Fatto è che quest'anno quello con il vaccino influenzale era il primo appuntamento per la lotta al coronavirus che non andava bucato e al quale la regione è arrivata in ritardo e con dosi insufficienti. «Lasciare fuori i sanitari è criminale in una regione che ha contato 12mila infezioni da Covid e 76 decessi tra il personale degli ospedali e delle rsa» è il monito di Usuelli rivolto a una giunta che sembra aver dimenticato le immagini drammatiche che a marzo e aprile arrivavano dagli ospedali lombardi, Bergamo tra tutti.

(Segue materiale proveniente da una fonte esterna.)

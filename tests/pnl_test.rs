use chrono::NaiveDate;
use rust_decimal::Decimal;
use rust_decimal_macros::dec;
use std::sync::Arc;

use lotfolio::config::{AppConfig, MissingPriceStrategy};
use lotfolio::ledger::{CostBasisMethod, LedgerRepository, LotLedgerService, NewBuy, NewSell};
use lotfolio::market_data::{
    MarketDataRepository, MarketDataRepositoryTrait, PriceBar,
};
use lotfolio::pnl::{PnlCalculator, PnlError, PnlRepository};

mod common;

struct Harness {
    market_repo: Arc<dyn MarketDataRepositoryTrait>,
    ledger: LotLedgerService,
    pnl_repo: Arc<PnlRepository>,
    ledger_repo: Arc<LedgerRepository>,
}

fn harness() -> Harness {
    let pool = common::get_db_connection_pool();
    let market_repo: Arc<dyn MarketDataRepositoryTrait> =
        Arc::new(MarketDataRepository::new(pool.clone()));
    let ledger_repo = Arc::new(LedgerRepository::new(pool.clone()));
    Harness {
        market_repo,
        ledger: LotLedgerService::new(ledger_repo.clone()),
        pnl_repo: Arc::new(PnlRepository::new(pool)),
        ledger_repo,
    }
}

fn calculator(h: &Harness, config: AppConfig) -> PnlCalculator {
    PnlCalculator::new(
        h.market_repo.clone(),
        h.ledger_repo.clone(),
        h.pnl_repo.clone(),
        config,
    )
}

fn date(s: &str) -> NaiveDate {
    NaiveDate::parse_from_str(s, "%Y-%m-%d").unwrap()
}

fn seed_price(h: &Harness, day: &str, close: Decimal) {
    h.market_repo.ensure_stock("AAPL").unwrap();
    h.market_repo
        .save_price_bars(&[PriceBar {
            symbol: "AAPL".to_string(),
            date: date(day),
            open: Some(close),
            high: Some(close),
            low: Some(close),
            close,
            adj_close: close,
            volume: 1000,
        }])
        .unwrap();
}

/// Two buys and a FIFO sell leaving 30 shares @ 160.
fn seed_s1_position(h: &Harness) {
    h.ledger
        .record_buy(NewBuy {
            owner_id: "u1".to_string(),
            symbol: "AAPL".to_string(),
            quantity: dec!(100),
            price: dec!(150),
            commission: Decimal::ZERO,
            transaction_date: "2024-01-15".to_string(),
            external_id: None,
            notes: None,
        })
        .unwrap();
    h.ledger
        .record_buy(NewBuy {
            owner_id: "u1".to_string(),
            symbol: "AAPL".to_string(),
            quantity: dec!(50),
            price: dec!(160),
            commission: Decimal::ZERO,
            transaction_date: "2024-02-01".to_string(),
            external_id: None,
            notes: None,
        })
        .unwrap();
    h.ledger
        .record_sell(NewSell {
            owner_id: "u1".to_string(),
            symbol: "AAPL".to_string(),
            quantity: dec!(120),
            price: dec!(170),
            commission: Decimal::ZERO,
            transaction_date: "2024-03-01".to_string(),
            basis_method: CostBasisMethod::Fifo,
            specific_lots: None,
            external_id: None,
            notes: None,
        })
        .unwrap();
}

#[test]
fn daily_valuation_after_fifo_sell() {
    let h = harness();
    seed_s1_position(&h);
    seed_price(&h, "2024-03-15", dec!(175));

    let calc = calculator(&h, AppConfig::default());
    let row = calc
        .compute_daily("u1", "AAPL", date("2024-03-15"))
        .unwrap()
        .expect("open position should be valued");

    assert_eq!(row.quantity, dec!(30));
    assert_eq!(row.weighted_avg_cost, dec!(160));
    assert_eq!(row.market_price, dec!(175));
    assert_eq!(row.market_value, dec!(5250));
    assert_eq!(row.unrealized_pnl, dec!(450));
    assert_eq!(row.realized_pnl_day, dec!(0));
    assert_eq!(row.total_cost, dec!(4800));
    assert_eq!(row.price_date, Some(date("2024-03-15")));
    assert!(!row.is_stale_price);
}

#[test]
fn sell_day_valuation_carries_realized_pnl() {
    let h = harness();
    seed_s1_position(&h);
    seed_price(&h, "2024-03-01", dec!(170));

    let calc = calculator(&h, AppConfig::default());
    let row = calc
        .compute_daily("u1", "AAPL", date("2024-03-01"))
        .unwrap()
        .unwrap();

    assert_eq!(row.quantity, dec!(30));
    assert_eq!(row.realized_pnl_day, dec!(2200));
    assert_eq!(row.unrealized_pnl, dec!(300));
}

#[test]
fn valuation_before_sell_replays_full_position() {
    let h = harness();
    seed_s1_position(&h);
    seed_price(&h, "2024-02-15", dec!(165));

    let calc = calculator(&h, AppConfig::default());
    let row = calc
        .compute_daily("u1", "AAPL", date("2024-02-15"))
        .unwrap()
        .unwrap();

    // Both lots were still whole on 2024-02-15.
    assert_eq!(row.quantity, dec!(150));
    assert_eq!(row.total_cost, dec!(23000));
    assert_eq!(row.realized_pnl_day, dec!(0));
}

#[test]
fn missing_price_backfills_and_flags_stale() {
    let h = harness();
    seed_s1_position(&h);
    seed_price(&h, "2024-03-15", dec!(175));

    let calc = calculator(&h, AppConfig::default());
    let row = calc
        .compute_daily("u1", "AAPL", date("2024-03-16"))
        .unwrap()
        .unwrap();

    assert!(row.is_stale_price);
    assert_eq!(row.price_date, Some(date("2024-03-15")));
    assert_eq!(row.market_price, dec!(175));
    assert_eq!(row.valuation_date, date("2024-03-16"));
}

#[test]
fn strict_strategy_fails_on_missing_price() {
    let h = harness();
    seed_s1_position(&h);

    let config = AppConfig {
        missing_price_strategy: MissingPriceStrategy::Strict,
        ..AppConfig::default()
    };
    let calc = calculator(&h, config);
    let error = calc
        .compute_daily("u1", "AAPL", date("2024-03-16"))
        .unwrap_err();
    assert!(matches!(error, PnlError::NoPrice { .. }));

    // Nothing was written for the failed date.
    let rows = calc
        .get_daily_pnl("u1", Some("AAPL"), None, None)
        .unwrap();
    assert!(!rows.iter().any(|r| r.valuation_date == date("2024-03-16")));
}

#[test]
fn recompute_is_reproducible_and_upserts_in_place() {
    let h = harness();
    seed_s1_position(&h);
    seed_price(&h, "2024-03-15", dec!(175));

    let calc = calculator(&h, AppConfig::default());
    let first = calc
        .compute_daily("u1", "AAPL", date("2024-03-15"))
        .unwrap()
        .unwrap();
    let second = calc
        .compute_daily("u1", "AAPL", date("2024-03-15"))
        .unwrap()
        .unwrap();

    assert_eq!(first.quantity, second.quantity);
    assert_eq!(first.market_value, second.market_value);
    assert_eq!(first.unrealized_pnl, second.unrealized_pnl);
    assert_eq!(first.realized_pnl_day, second.realized_pnl_day);
    assert_eq!(first.total_cost, second.total_cost);

    let rows = calc
        .get_daily_pnl("u1", Some("AAPL"), None, None)
        .unwrap();
    let for_date: Vec<_> = rows
        .iter()
        .filter(|r| r.valuation_date == date("2024-03-15"))
        .collect();
    assert_eq!(for_date.len(), 1);
}

#[test]
fn valuation_completes_the_sell_day_placeholder() {
    let h = harness();
    seed_s1_position(&h);

    // The sell folded its realized PnL into a stale placeholder row.
    let calc = calculator(&h, AppConfig::default());
    let placeholder = calc
        .get_daily_pnl("u1", Some("AAPL"), None, None)
        .unwrap()
        .into_iter()
        .find(|r| r.valuation_date == date("2024-03-01"))
        .expect("sell should have written a placeholder row");
    assert!(placeholder.is_stale_price);
    assert_eq!(placeholder.realized_pnl_day, dec!(2200));
    assert_eq!(placeholder.market_price, dec!(0));

    // Once a price exists the calculator completes the row.
    seed_price(&h, "2024-03-01", dec!(170));
    let completed = calc
        .compute_daily("u1", "AAPL", date("2024-03-01"))
        .unwrap()
        .unwrap();
    assert!(!completed.is_stale_price);
    assert_eq!(completed.realized_pnl_day, dec!(2200));
    assert_eq!(completed.market_price, dec!(170));
}

#[test]
fn batch_over_range_counts_partial_results() {
    let h = harness();
    seed_s1_position(&h);
    seed_price(&h, "2024-03-14", dec!(172));
    seed_price(&h, "2024-03-15", dec!(175));

    let calc = calculator(&h, AppConfig::default());
    let summary = calc
        .batch_compute("u1", date("2024-03-14"), date("2024-03-16"), false)
        .unwrap();

    // Three calendar days, one symbol; the 16th back-fills from the 15th.
    assert_eq!(summary.computed, 3);
    assert_eq!(summary.failed, 0);

    let rows = calc
        .get_daily_pnl("u1", Some("AAPL"), Some(date("2024-03-14")), Some(date("2024-03-16")))
        .unwrap();
    assert_eq!(rows.len(), 3);
}

#[test]
fn batch_only_trading_days_uses_stored_price_dates() {
    let h = harness();
    seed_s1_position(&h);
    seed_price(&h, "2024-03-14", dec!(172));
    seed_price(&h, "2024-03-15", dec!(175));

    let calc = calculator(&h, AppConfig::default());
    let summary = calc
        .batch_compute("u1", date("2024-03-11"), date("2024-03-17"), true)
        .unwrap();

    // Only the two stored price dates are valued.
    assert_eq!(summary.computed, 2);
    assert_eq!(summary.skipped, 0);
}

Ma anche qui, i numeri vengono in soccorso. Per il personale medico e sanitario, la regione ha acquistato 168mila dosi a fronte di circa 500mila potenziali destinatari ed è chiaro che si punti tutto sulla scarsa adesione dei diretti inter

essati, non esistendo l'obbligo vaccinale. A conti fatti tra gare sospese e vaccini non iniettabili, oggi la regione ha a disposizione poco più di 2 milioni di dosi, (a fronte dei 2,7 milioni annunciati da Fontana e Gallera) che non basteranno neppure a vaccinare gli over 65, che secondo l'Istat nella sola Lombardia sono 2,9 milioni.

Da un paio di giorni la Lombardia è tornata a essere la regione con più contagiati, quindi non resta che affidarsi a quel "andrà tutto bene", ma con qualche perplessità in più.